(Stored items)
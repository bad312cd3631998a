//! Domain entities
//!
//! Pure domain models representing core business concepts. Users and
//! changesets are owned by external subsystems and only read here.

pub mod changeset;
pub mod comment;
pub mod tier;
pub mod user;

pub use changeset::{Changeset, ChangesetId};
pub use comment::{normalize_body, ChangesetComment, CommentId, NewComment};
pub use tier::RateLimitTier;
pub use user::{AccountStatus, Caller, UserFlags, UserId};
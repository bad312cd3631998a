//! Test fixtures
//!
//! Factory functions for creating test data with sensible defaults.

use chrono::Utc;

use crate::domain::entities::{
    Caller, Changeset, ChangesetComment, ChangesetId, CommentId, UserId,
};

/// An authenticated ordinary user who has agreed to the terms
pub fn test_caller() -> Caller {
    Caller {
        id: UserId::new(),
        display_name: "test-user".to_string(),
        is_moderator: false,
        terms_agreed: true,
    }
}

pub fn test_caller_named(name: &str) -> Caller {
    Caller {
        id: UserId::new(),
        display_name: name.to_string(),
        is_moderator: false,
        terms_agreed: true,
    }
}

pub fn test_moderator() -> Caller {
    Caller {
        id: UserId::new(),
        display_name: "test-moderator".to_string(),
        is_moderator: true,
        terms_agreed: true,
    }
}

/// A user who never accepted the contributor terms
pub fn test_caller_without_terms() -> Caller {
    Caller {
        terms_agreed: false,
        ..test_caller()
    }
}

pub fn test_changeset(creator_id: UserId, is_open: bool) -> Changeset {
    Changeset {
        id: ChangesetId::new(),
        creator_id,
        is_open,
        subscribers: vec![],
    }
}

pub fn test_closed_changeset() -> Changeset {
    test_changeset(UserId::new(), false)
}

pub fn test_comment(changeset_id: ChangesetId, author_id: UserId) -> ChangesetComment {
    ChangesetComment {
        id: CommentId::new(),
        changeset_id,
        author_id,
        body: "This is a comment".to_string(),
        created_at: Utc::now(),
        visible: true,
    }
}

pub fn test_hidden_comment(changeset_id: ChangesetId, author_id: UserId) -> ChangesetComment {
    ChangesetComment {
        visible: false,
        ..test_comment(changeset_id, author_id)
    }
}
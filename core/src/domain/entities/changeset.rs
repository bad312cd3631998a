//! Changeset domain entity
//!
//! Changesets are owned by the external editing subsystem; this core only
//! reads them. Comments attach to a changeset once it has closed.

use serde::{Deserialize, Serialize};
use uuid::Uuid;

use super::user::UserId;

/// Unique identifier for a changeset
#[derive(Debug, Clone, Copy, PartialEq, Eq, Hash, Serialize, Deserialize)]
pub struct ChangesetId(pub Uuid);

impl ChangesetId {
    pub fn new() -> Self {
        Self(Uuid::new_v4())
    }
}

impl Default for ChangesetId {
    fn default() -> Self {
        Self::new()
    }
}

impl From<Uuid> for ChangesetId {
    fn from(id: Uuid) -> Self {
        Self(id)
    }
}

impl std::fmt::Display for ChangesetId {
    fn fmt(&self, f: &mut std::fmt::Formatter<'_>) -> std::fmt::Result {
        write!(f, "{}", self.0)
    }
}

/// A batch of edits that accepts comments after closing
#[derive(Debug, Clone, Serialize, Deserialize)]
pub struct Changeset {
    pub id: ChangesetId,
    pub creator_id: UserId,
    pub is_open: bool,
    /// Users registered for notifications about this changeset. Unique,
    /// unordered; accumulated over the changeset's life by the owning
    /// subsystem. This core never mutates it.
    pub subscribers: Vec<UserId>,
}

impl Changeset {
    /// Comments may only be created once the changeset has closed
    pub fn accepts_comments(&self) -> bool {
        !self.is_open
    }
}
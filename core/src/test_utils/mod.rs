//! Test utilities
//!
//! Manual mock implementations and test fixtures for unit testing.
//! Manual mocks are more explicit and easier to debug than macro-generated
//! ones, and the tests here only need a handful of configurable behaviors
//! (seeded data, recorded dispatches, forced failures).

pub mod fixtures;
pub mod mocks;

pub use fixtures::*;
pub use mocks::*;
//! Unified error types for the changeset comments core
//!
//! Two layers, mirroring the port/service split:
//! - `DomainError`: what port implementations return (storage faults, missing rows)
//! - `CommentError`: operation-level outcomes surfaced to the calling layer
//! - `DispatchError`: notification dispatcher failures, isolated per recipient

use thiserror::Error;

/// Errors returned by repository and directory ports
#[derive(Debug, Error)]
pub enum DomainError {
    #[error("Entity not found: {0}")]
    NotFound(String),

    #[error("Database error: {0}")]
    Database(String),
}

/// Errors returned by the notification dispatcher port
///
/// These never propagate out of the creation path; the router logs them
/// and moves on to the next recipient.
#[derive(Debug, Error)]
pub enum DispatchError {
    #[error("Queue rejected notification: {0}")]
    QueueRejected(String),

    #[error("Dispatch backend unavailable: {0}")]
    Unavailable(String),
}

/// Operation-level errors for comment creation and moderation
///
/// When multiple conditions hold at once, precedence is:
/// Unauthorized > NotFound > Conflict > BadRequest > Forbidden > TooManyRequests.
/// Each is terminal; none are retried internally. Storage faults collapse
/// into `Internal` rather than any of the user-visible variants.
#[derive(Debug, Error)]
pub enum CommentError {
    #[error("Unauthorized")]
    Unauthorized,

    #[error("Not found: {0}")]
    NotFound(String),

    #[error("Conflict: {0}")]
    Conflict(String),

    #[error("Bad request: {0}")]
    BadRequest(String),

    #[error("Forbidden: {0}")]
    Forbidden(String),

    #[error("Too many requests: comment quota exhausted")]
    TooManyRequests,

    #[error("Internal error: {0}")]
    Internal(String),
}

impl From<DomainError> for CommentError {
    fn from(e: DomainError) -> Self {
        match e {
            DomainError::NotFound(msg) => CommentError::NotFound(msg),
            DomainError::Database(msg) => {
                tracing::error!("Database error: {}", msg);
                CommentError::Internal(msg)
            }
        }
    }
}
//! Comment service
//!
//! Orchestrates the three operations exposed to the calling layer:
//! creating a comment on a closed changeset (with tiered admission
//! control), and the moderator-only hide/restore visibility transitions.

use std::sync::Arc;

use chrono::Utc;

use crate::app::notification::NotificationRouter;
use crate::app::rate_limit::{self, UserLocks};
use crate::config::Config;
use crate::domain::entities::{
    normalize_body, Caller, ChangesetComment, ChangesetId, CommentId, NewComment, RateLimitTier,
    UserFlags,
};
use crate::domain::ports::{
    ChangesetRepository, CommentRepository, NotificationDispatcher, UserDirectory,
};
use crate::error::CommentError;

/// Service for comment creation and moderation
pub struct CommentService<CR, KR, UD, ND>
where
    CR: ChangesetRepository,
    KR: CommentRepository,
    UD: UserDirectory,
    ND: NotificationDispatcher,
{
    changesets: Arc<CR>,
    comments: Arc<KR>,
    users: Arc<UD>,
    router: NotificationRouter<CR, UD, ND>,
    config: Config,
    locks: UserLocks,
}

impl<CR, KR, UD, ND> CommentService<CR, KR, UD, ND>
where
    CR: ChangesetRepository,
    KR: CommentRepository,
    UD: UserDirectory,
    ND: NotificationDispatcher,
{
    pub fn new(
        changesets: Arc<CR>,
        comments: Arc<KR>,
        users: Arc<UD>,
        dispatcher: Arc<ND>,
        config: Config,
    ) -> Self {
        let router =
            NotificationRouter::new(changesets.clone(), users.clone(), dispatcher);
        Self {
            changesets,
            comments,
            users,
            router,
            config,
            locks: UserLocks::new(),
        }
    }

    /// Create a comment on a closed changeset.
    ///
    /// Precondition checks run in taxonomy precedence order; rate limiting
    /// runs last, with the count-and-insert sequence serialized per author
    /// so concurrent requests cannot overshoot the quota. On acceptance the
    /// comment is persisted and notifications are queued for every eligible
    /// subscriber.
    pub async fn create_comment(
        &self,
        caller: Option<&Caller>,
        changeset_id: ChangesetId,
        body: &str,
    ) -> Result<ChangesetComment, CommentError> {
        let caller = caller.ok_or(CommentError::Unauthorized)?;

        let changeset = self
            .changesets
            .find_by_id(&changeset_id)
            .await?
            .ok_or_else(|| CommentError::NotFound(format!("changeset {}", changeset_id)))?;

        if !changeset.accepts_comments() {
            return Err(CommentError::Conflict(format!(
                "changeset {} is still open",
                changeset_id
            )));
        }

        let body = normalize_body(body)
            .ok_or_else(|| CommentError::BadRequest("comment body is required".to_string()))?;

        if !caller.terms_agreed {
            return Err(CommentError::Forbidden(
                "contributor terms must be agreed before commenting".to_string(),
            ));
        }

        // Hold the author's lock across count-and-insert so only one
        // request at a time can claim the last quota slot.
        let lock = self.locks.for_user(&caller.id);
        let guard = lock.lock().await;

        let flags = UserFlags {
            is_moderator: caller.is_moderator,
            has_open_report: self.users.has_open_report_against(&caller.id).await?,
        };
        let lifetime = self.comments.count_by_author(&caller.id).await?;
        let tier = RateLimitTier::classify(flags, lifetime, self.config.comments_to_max);

        let since = Utc::now() - rate_limit::window();
        let window_count = self
            .comments
            .count_by_author_since(&caller.id, since)
            .await?;

        if !rate_limit::admit(tier, window_count, &self.config) {
            tracing::warn!(
                author = %caller.id,
                %tier,
                window_count,
                "comment rejected: hourly quota exhausted"
            );
            return Err(CommentError::TooManyRequests);
        }

        let comment = self
            .comments
            .insert(&NewComment {
                changeset_id,
                author_id: caller.id,
                body,
            })
            .await?;
        drop(guard);

        tracing::info!(
            comment = %comment.id,
            changeset = %changeset_id,
            author = %caller.id,
            %tier,
            "comment created"
        );

        // The comment is already committed; a fault while queuing
        // notifications must not turn the creation into an error.
        if let Err(e) = self
            .router
            .fan_out(&changeset, &comment, &caller.display_name)
            .await
        {
            tracing::error!(
                comment = %comment.id,
                "notification fan-out aborted: {}",
                e
            );
        }

        Ok(comment)
    }

    /// Hide a comment (moderators only). Idempotent at the state level:
    /// hiding an already-hidden comment succeeds and still writes.
    pub async fn hide_comment(
        &self,
        caller: Option<&Caller>,
        comment_id: CommentId,
    ) -> Result<ChangesetComment, CommentError> {
        self.set_visibility(caller, comment_id, false).await
    }

    /// Restore a hidden comment (moderators only). Idempotent at the state
    /// level, same as `hide_comment`.
    pub async fn restore_comment(
        &self,
        caller: Option<&Caller>,
        comment_id: CommentId,
    ) -> Result<ChangesetComment, CommentError> {
        self.set_visibility(caller, comment_id, true).await
    }

    async fn set_visibility(
        &self,
        caller: Option<&Caller>,
        comment_id: CommentId,
        visible: bool,
    ) -> Result<ChangesetComment, CommentError> {
        let caller = caller.ok_or(CommentError::Unauthorized)?;

        let comment = self
            .comments
            .find_by_id(&comment_id)
            .await?
            .ok_or_else(|| CommentError::NotFound(format!("comment {}", comment_id)))?;

        if !caller.can_moderate() {
            return Err(CommentError::Forbidden(
                "only moderators may change comment visibility".to_string(),
            ));
        }

        self.comments.set_visibility(&comment_id, visible).await?;

        tracing::info!(
            comment = %comment_id,
            moderator = %caller.id,
            visible,
            "comment visibility changed"
        );

        Ok(ChangesetComment { visible, ..comment })
    }
}
//! Domain layer
//!
//! Contains pure business logic with no external dependencies.
//! - `entities`: Domain models representing core business concepts
//! - `ports`: Trait definitions for external collaborators

pub mod entities;
pub mod ports;
//! Changeset comment domain entity

use chrono::{DateTime, Utc};
use serde::{Deserialize, Serialize};
use uuid::Uuid;

use super::changeset::ChangesetId;
use super::user::UserId;

/// Unique identifier for a comment
#[derive(Debug, Clone, Copy, PartialEq, Eq, Hash, Serialize, Deserialize)]
pub struct CommentId(pub Uuid);

impl CommentId {
    pub fn new() -> Self {
        Self(Uuid::new_v4())
    }
}

impl Default for CommentId {
    fn default() -> Self {
        Self::new()
    }
}

impl From<Uuid> for CommentId {
    fn from(id: Uuid) -> Self {
        Self(id)
    }
}

impl std::fmt::Display for CommentId {
    fn fmt(&self, f: &mut std::fmt::Formatter<'_>) -> std::fmt::Result {
        write!(f, "{}", self.0)
    }
}

/// A comment attached to a closed changeset
///
/// Invariant: after creation only `visible` ever changes, and only through
/// the moderator-gated hide/restore transitions. Comments are never
/// deleted; hidden is the terminal-but-reversible suppressed state.
#[derive(Debug, Clone, Serialize, Deserialize)]
pub struct ChangesetComment {
    pub id: CommentId,
    pub changeset_id: ChangesetId,
    pub author_id: UserId,
    pub body: String,
    pub created_at: DateTime<Utc>,
    pub visible: bool,
}

/// Data needed to persist a new comment
#[derive(Debug, Clone)]
pub struct NewComment {
    pub changeset_id: ChangesetId,
    pub author_id: UserId,
    pub body: String,
}

/// Validate and normalize a comment body: required, non-empty after trimming
pub fn normalize_body(body: &str) -> Option<String> {
    let trimmed = body.trim();
    if trimmed.is_empty() {
        None
    } else {
        Some(trimmed.to_string())
    }
}
//! # httpfs
//!
//! Resource stores driven by requests and responses.
//!
//! - [`httpfs_core`]: request, response, method and the [`Store`] trait.
//! - [`fs`]: a filesystem store with content negotiation, container
//!   listings, locking and cascading deletes.
//! - [`remote`]: a store that forwards requests over HTTP.
//!
//! ```rust,no_run
//! use httpfs::{FsStore, RemoteStore};
//!
//! let store = FsStore::builder(httpfs::fs::LocalFs)
//!     .root("/srv/store")
//!     .external(RemoteStore::new())
//!     .build()
//!     .unwrap();
//! ```

pub use httpfs_core;
pub use httpfs_fs_store as fs;
pub use httpfs_remote as remote;

pub use httpfs_core::{Error, Method, Request, Response, Store};
pub use httpfs_fs_store::{FsStore, FsStoreBuilder, FsStoreConfig};
pub use httpfs_remote::RemoteStore;
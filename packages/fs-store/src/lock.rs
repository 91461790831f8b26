//! Per-resource read/write locking.
//!
//! The store takes one lock per external request before its handler runs.
//! The lock is held by a [`LockGuard`] and released when the guard drops,
//! on every exit path.

use std::collections::HashMap;
use std::sync::{Arc, Mutex, PoisonError, Weak};

use async_trait::async_trait;
use httpfs_core::Method;
use tokio::sync::RwLock;

#[derive(Debug, Clone, Copy, PartialEq, Eq)]
pub enum LockMode {
    Read,
    Write,
}

/// Decides which lock, if any, a request needs.
pub trait LockClassifier: Send + Sync {
    fn classify(&self, method: &Method) -> Option<LockMode>;
}

/// PUT, POST, COPY and DELETE write; GET and HEAD read; anything else takes
/// no lock.
#[derive(Debug, Clone, Copy, Default)]
pub struct DefaultClassifier;

impl LockClassifier for DefaultClassifier {
    fn classify(&self, method: &Method) -> Option<LockMode> {
        match method {
            Method::Put | Method::Post | Method::Copy | Method::Delete => Some(LockMode::Write),
            Method::Get | Method::Head => Some(LockMode::Read),
            Method::Options | Method::Other(_) => None,
        }
    }
}

impl<F> LockClassifier for F
where
    F: Fn(&Method) -> Option<LockMode> + Send + Sync,
{
    fn classify(&self, method: &Method) -> Option<LockMode> {
        self(method)
    }
}

/// A held lock. Dropping it runs the release exactly once.
#[must_use = "the lock is released as soon as the guard is dropped"]
pub struct LockGuard {
    release: Option<Box<dyn FnOnce() + Send>>,
}

impl LockGuard {
    /// A guard that runs `release` when dropped.
    pub fn new(release: impl FnOnce() + Send + 'static) -> Self {
        Self {
            release: Some(Box::new(release)),
        }
    }

    /// A guard that keeps `guard` alive until dropped.
    pub fn holding<T: Send + 'static>(guard: T) -> Self {
        Self::new(move || drop(guard))
    }

    /// A guard that holds nothing.
    pub fn unlocked() -> Self {
        Self { release: None }
    }
}

impl Drop for LockGuard {
    fn drop(&mut self) {
        if let Some(release) = self.release.take() {
            release();
        }
    }
}

impl std::fmt::Debug for LockGuard {
    fn fmt(&self, f: &mut std::fmt::Formatter<'_>) -> std::fmt::Result {
        f.debug_struct("LockGuard")
            .field("held", &self.release.is_some())
            .finish()
    }
}

/// Acquires locks keyed by resource.
///
/// Whether readers exclude each other, or writers exclude readers, is up to
/// the implementation.
#[async_trait]
pub trait LockFactory: Send + Sync {
    async fn write_lock(&self, key: &str) -> LockGuard;
    async fn read_lock(&self, key: &str) -> LockGuard;
}

/// One `tokio` `RwLock` per key: writers are exclusive, readers share.
///
/// Entries are dropped once no guard refers to them.
#[derive(Default)]
pub struct KeyedLocks {
    locks: Mutex<HashMap<String, Weak<RwLock<()>>>>,
}

impl KeyedLocks {
    pub fn new() -> Self {
        Self::default()
    }

    fn entry(&self, key: &str) -> Arc<RwLock<()>> {
        let mut locks = self.locks.lock().unwrap_or_else(PoisonError::into_inner);
        if let Some(lock) = locks.get(key).and_then(Weak::upgrade) {
            return lock;
        }
        locks.retain(|_, lock| lock.strong_count() > 0);
        let lock = Arc::new(RwLock::new(()));
        locks.insert(key.to_string(), Arc::downgrade(&lock));
        lock
    }

    /// Number of keys currently tracked.
    pub fn len(&self) -> usize {
        let locks = self.locks.lock().unwrap_or_else(PoisonError::into_inner);
        locks.values().filter(|lock| lock.strong_count() > 0).count()
    }

    pub fn is_empty(&self) -> bool {
        self.len() == 0
    }
}

#[async_trait]
impl LockFactory for KeyedLocks {
    async fn write_lock(&self, key: &str) -> LockGuard {
        let guard = self.entry(key).write_owned().await;
        LockGuard::holding(guard)
    }

    async fn read_lock(&self, key: &str) -> LockGuard {
        let guard = self.entry(key).read_owned().await;
        LockGuard::holding(guard)
    }
}

/// Takes no locks at all.
#[derive(Debug, Clone, Copy, Default)]
pub struct NoLocks;

#[async_trait]
impl LockFactory for NoLocks {
    async fn write_lock(&self, _key: &str) -> LockGuard {
        LockGuard::unlocked()
    }

    async fn read_lock(&self, _key: &str) -> LockGuard {
        LockGuard::unlocked()
    }
}

#[cfg(test)]
mod tests {
    use super::*;
    use std::sync::atomic::{AtomicUsize, Ordering};
    use std::time::Duration;

    #[test]
    fn default_classification() {
        assert_eq!(DefaultClassifier.classify(&Method::Put), Some(LockMode::Write));
        assert_eq!(DefaultClassifier.classify(&Method::Copy), Some(LockMode::Write));
        assert_eq!(DefaultClassifier.classify(&Method::Head), Some(LockMode::Read));
        assert_eq!(DefaultClassifier.classify(&Method::Options), None);
    }

    #[test]
    fn release_runs_once() {
        let count = Arc::new(AtomicUsize::new(0));
        let counter = count.clone();
        let guard = LockGuard::new(move || {
            counter.fetch_add(1, Ordering::SeqCst);
        });
        drop(guard);
        assert_eq!(count.load(Ordering::SeqCst), 1);
    }

    #[test]
    fn release_runs_on_panic() {
        let count = Arc::new(AtomicUsize::new(0));
        let counter = count.clone();
        let result = std::panic::catch_unwind(move || {
            let _guard = LockGuard::new(move || {
                counter.fetch_add(1, Ordering::SeqCst);
            });
            panic!("handler fault");
        });
        assert!(result.is_err());
        assert_eq!(count.load(Ordering::SeqCst), 1);
    }

    #[tokio::test]
    async fn writers_are_exclusive() {
        let locks = Arc::new(KeyedLocks::new());
        let first = locks.write_lock("a").await;

        let contender = {
            let locks = locks.clone();
            tokio::spawn(async move {
                let _second = locks.write_lock("a").await;
            })
        };
        tokio::time::sleep(Duration::from_millis(50)).await;
        assert!(!contender.is_finished());

        drop(first);
        tokio::time::timeout(Duration::from_secs(1), contender)
            .await
            .unwrap()
            .unwrap();
    }

    #[tokio::test]
    async fn readers_share_and_keys_are_independent() {
        let locks = KeyedLocks::new();
        let _r1 = locks.read_lock("a").await;
        let _r2 = tokio::time::timeout(Duration::from_millis(100), locks.read_lock("a"))
            .await
            .unwrap();
        let _w = tokio::time::timeout(Duration::from_millis(100), locks.write_lock("b"))
            .await
            .unwrap();
        assert_eq!(locks.len(), 2);
    }

    #[tokio::test]
    async fn entries_are_dropped_with_their_guards() {
        let locks = KeyedLocks::new();
        let guard = locks.write_lock("a").await;
        assert_eq!(locks.len(), 1);
        drop(guard);
        assert!(locks.is_empty());
    }
}
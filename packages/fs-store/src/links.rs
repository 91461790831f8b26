//! Link relations between a resource and its sidecars.

use std::fmt;

use async_trait::async_trait;
use httpfs_core::Request;
use url::Url;

use crate::error::Result;
use crate::fs::{FileKind, Stat};
use crate::path::append_to_path;
use crate::store::FsStore;

pub const TYPE: &str = "type";
pub const ACL: &str = "acl";
pub const DESCRIBED_BY: &str = "describedBy";

pub const LDP_BASIC_CONTAINER: &str = "http://www.w3.org/ns/ldp#BasicContainer";
pub const LDP_RESOURCE: &str = "http://www.w3.org/ns/ldp#Resource";

/// A `(rel, target)` pair, rendered as one `Link` header value.
#[derive(Debug, Clone, PartialEq, Eq)]
pub struct LinkRelation {
    pub rel: String,
    pub target: Url,
}

impl LinkRelation {
    pub fn new(rel: impl Into<String>, target: Url) -> Self {
        Self {
            rel: rel.into(),
            target,
        }
    }
}

impl fmt::Display for LinkRelation {
    fn fmt(&self, f: &mut fmt::Formatter<'_>) -> fmt::Result {
        write!(f, "<{}>; rel=\"{}\"", self.target, self.rel)
    }
}

/// Finds the links to advertise for a resource.
///
/// Discoverers may issue requests of their own through `store`; use
/// [`FsStore::probe`] for those so they neither lock nor recurse.
#[async_trait]
pub trait LinkDiscoverer: Send + Sync {
    async fn discover(
        &self,
        store: &FsStore,
        request: &Request,
        content_location: Option<&Url>,
        stat: &Stat,
    ) -> Result<Vec<LinkRelation>>;
}

/// A `type` link, plus `acl` and `describedBy` links for the sidecar files
/// that exist next to the resource.
#[derive(Debug, Clone)]
pub struct SidecarLinks {
    acl_suffix: String,
    meta_suffix: String,
}

impl Default for SidecarLinks {
    fn default() -> Self {
        Self::new(".acl", ".meta")
    }
}

impl SidecarLinks {
    pub fn new(acl_suffix: impl Into<String>, meta_suffix: impl Into<String>) -> Self {
        Self {
            acl_suffix: acl_suffix.into(),
            meta_suffix: meta_suffix.into(),
        }
    }

    async fn sidecars(&self, store: &FsStore, url: &Url) -> Result<Vec<LinkRelation>> {
        let mut base = url.clone();
        base.set_query(None);
        base.set_fragment(None);

        let mut links = Vec::new();
        for (rel, suffix) in [(ACL, &self.acl_suffix), (DESCRIBED_BY, &self.meta_suffix)] {
            let sidecar = append_to_path(&base, suffix);
            if store.probe(&sidecar).await?.is_ok() {
                links.push(LinkRelation::new(rel, sidecar));
            }
        }
        Ok(links)
    }
}

#[async_trait]
impl LinkDiscoverer for SidecarLinks {
    async fn discover(
        &self,
        store: &FsStore,
        request: &Request,
        content_location: Option<&Url>,
        stat: &Stat,
    ) -> Result<Vec<LinkRelation>> {
        let mut links = Vec::new();
        let kind = match stat.kind {
            FileKind::Directory => Some(LDP_BASIC_CONTAINER),
            FileKind::File => Some(LDP_RESOURCE),
            FileKind::Other => None,
        };
        if let Some(kind) = kind {
            links.push(LinkRelation::new(TYPE, Url::parse(kind)?));
        }

        let mut sidecars = self.sidecars(store, request.url()).await?;
        if sidecars.is_empty() {
            if let Some(content_location) = content_location {
                sidecars = self.sidecars(store, content_location).await?;
            }
        }
        links.extend(sidecars);
        Ok(links)
    }
}

/// Decides which links are removed along with their resource.
pub trait DependentPolicy: Send + Sync {
    fn is_dependent(&self, link: &LinkRelation) -> bool;
}

impl<F> DependentPolicy for F
where
    F: Fn(&LinkRelation) -> bool + Send + Sync,
{
    fn is_dependent(&self, link: &LinkRelation) -> bool {
        self(link)
    }
}

/// `acl` and `describedBy` sidecars are dependent.
#[derive(Debug, Clone, Copy, Default)]
pub struct SidecarDependents;

impl DependentPolicy for SidecarDependents {
    fn is_dependent(&self, link: &LinkRelation) -> bool {
        link.rel == ACL || link.rel == DESCRIBED_BY
    }
}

§ Assigned task: Read the entries and pick out all lines that include the word "creation".

§ Worked solution:
/// These never propagate out of the creation path; the router logs them
/// Operation-level errors for comment creation and moderation
/// Service for comment creation and moderation
        // notifications must not turn the creation into an error.
/// Invariant: after creation only `visible` ever changes, and only through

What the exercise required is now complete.